District Judge William Wenner heard testimony Friday against Tim Curley and Gary Schultz on charges they lied to a grand jury and didn't properly report allegations that former assistant football coach Jerry Sandusky had sodomized a boy in the locker room shower in 2002.

Pictures: Who's who in the Penn State child sex abuse scandalPictures: Joe Paterno

Among those who testified today was assistant football coach Mike McQueary, who told the court that he saw Sandusky molesting a boy in the shower.
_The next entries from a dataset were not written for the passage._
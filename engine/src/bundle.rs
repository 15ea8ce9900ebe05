//! Export bundles for offline backup and restore.
//!
//! A bundle is a self-describing snapshot of the record set: version,
//! export time, record count, dataset checksum and the records themselves.
//! Records are kept sorted by id so that serialization is deterministic.

use crate::{checksum, error::Result, Error, Record};
use chrono::{DateTime, Utc};
use serde::{Deserialize, Serialize};
use std::collections::HashSet;

/// A point-in-time copy of the local dataset.
#[derive(Debug, Clone, PartialEq, Serialize, Deserialize)]
#[serde(rename_all = "camelCase")]
pub struct ExportBundle {
    /// Dataset version the records belong to, if one was ever applied
    pub version: Option<String>,
    /// When the bundle was produced
    pub exported_at: DateTime<Utc>,
    /// Number of records in `faults`
    pub fault_count: usize,
    /// Dataset checksum over `faults`
    pub checksum: String,
    /// All records, sorted by id
    pub faults: Vec<Record>,
}

impl ExportBundle {
    /// Build a bundle from a record set.
    pub fn new(version: Option<String>, mut faults: Vec<Record>, exported_at: DateTime<Utc>) -> Self {
        faults.sort_by(|a, b| a.id.cmp(&b.id));
        let checksum = checksum::dataset_checksum(&faults);
        Self {
            version,
            exported_at,
            fault_count: faults.len(),
            checksum,
            faults,
        }
    }

    /// Verify the bundle is internally consistent.
    ///
    /// Checks every record structurally, rejects duplicate ids, verifies
    /// any content checksum the bundle carries, then the record count and
    /// the dataset checksum.
    pub fn validate(&self) -> Result<()> {
        let mut seen = HashSet::with_capacity(self.faults.len());
        for record in &self.faults {
            record.validate()?;
            if !seen.insert(record.id.as_str()) {
                return Err(Error::DuplicateRecord(record.id.clone()));
            }
            if !record.content_checksum.is_empty() && !record.is_sealed() {
                return Err(Error::ContentChecksumMismatch(record.id.clone()));
            }
        }

        if self.fault_count != self.faults.len() {
            return Err(Error::CountMismatch {
                expected: self.fault_count,
                actual: self.faults.len(),
            });
        }

        let actual = checksum::dataset_checksum(self.sealed_records().iter());
        if actual != self.checksum {
            return Err(Error::ChecksumMismatch {
                expected: self.checksum.clone(),
                actual,
            });
        }

        Ok(())
    }

    /// Records with content checksums recomputed from their payloads.
    pub fn sealed_records(&self) -> Vec<Record> {
        self.faults.iter().cloned().map(Record::seal).collect()
    }

    /// Consume the bundle, yielding its sealed records.
    pub fn into_records(self) -> Vec<Record> {
        self.faults.into_iter().map(Record::seal).collect()
    }

    /// Serialize to indented JSON.
    pub fn to_json_pretty(&self) -> Result<String> {
        serde_json::to_string_pretty(self).map_err(|e| Error::InvalidBundle(e.to_string()))
    }

    /// Deserialize from JSON.
    ///
    /// Input without a `faults` array is rejected before field-level
    /// deserialization so that the error names the real problem.
    pub fn from_json(json: &str) -> Result<Self> {
        let value: serde_json::Value =
            serde_json::from_str(json).map_err(|e| Error::InvalidBundle(e.to_string()))?;

        if !value.get("faults").is_some_and(|f| f.is_array()) {
            return Err(Error::InvalidBundle("Invalid import data format".into()));
        }

        serde_json::from_value(value).map_err(|e| Error::InvalidBundle(e.to_string()))
    }
}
Although he said wasn't 100 percent certain he witnessed intercourse, he believes that was what was taking place.

CBS Producer Pat Milton reports McQueary said there was no question that nine or ten days after the incident he met with Curley and Schultz and told them he'd seen Sandusky and a boy, naked, in the shower after hearing skin-on-skin slapping sounds.

"I told them that I saw Jerry in the showers with a young boy and that what I had seen was extremely sexual and over the lines and it was wrong," he said. "I would have described that it was extremely sexual and I thought that some kind of intercourse was going on." He said it was "wrong and over the line."

Curley and Schultz's lawyers maintain their clients' innocence and dispute testimony that they were told about the seriousness of the alleged attack.

Sandusky, who has been charged with more than 50 counts of child sex abuse also says he is innocent.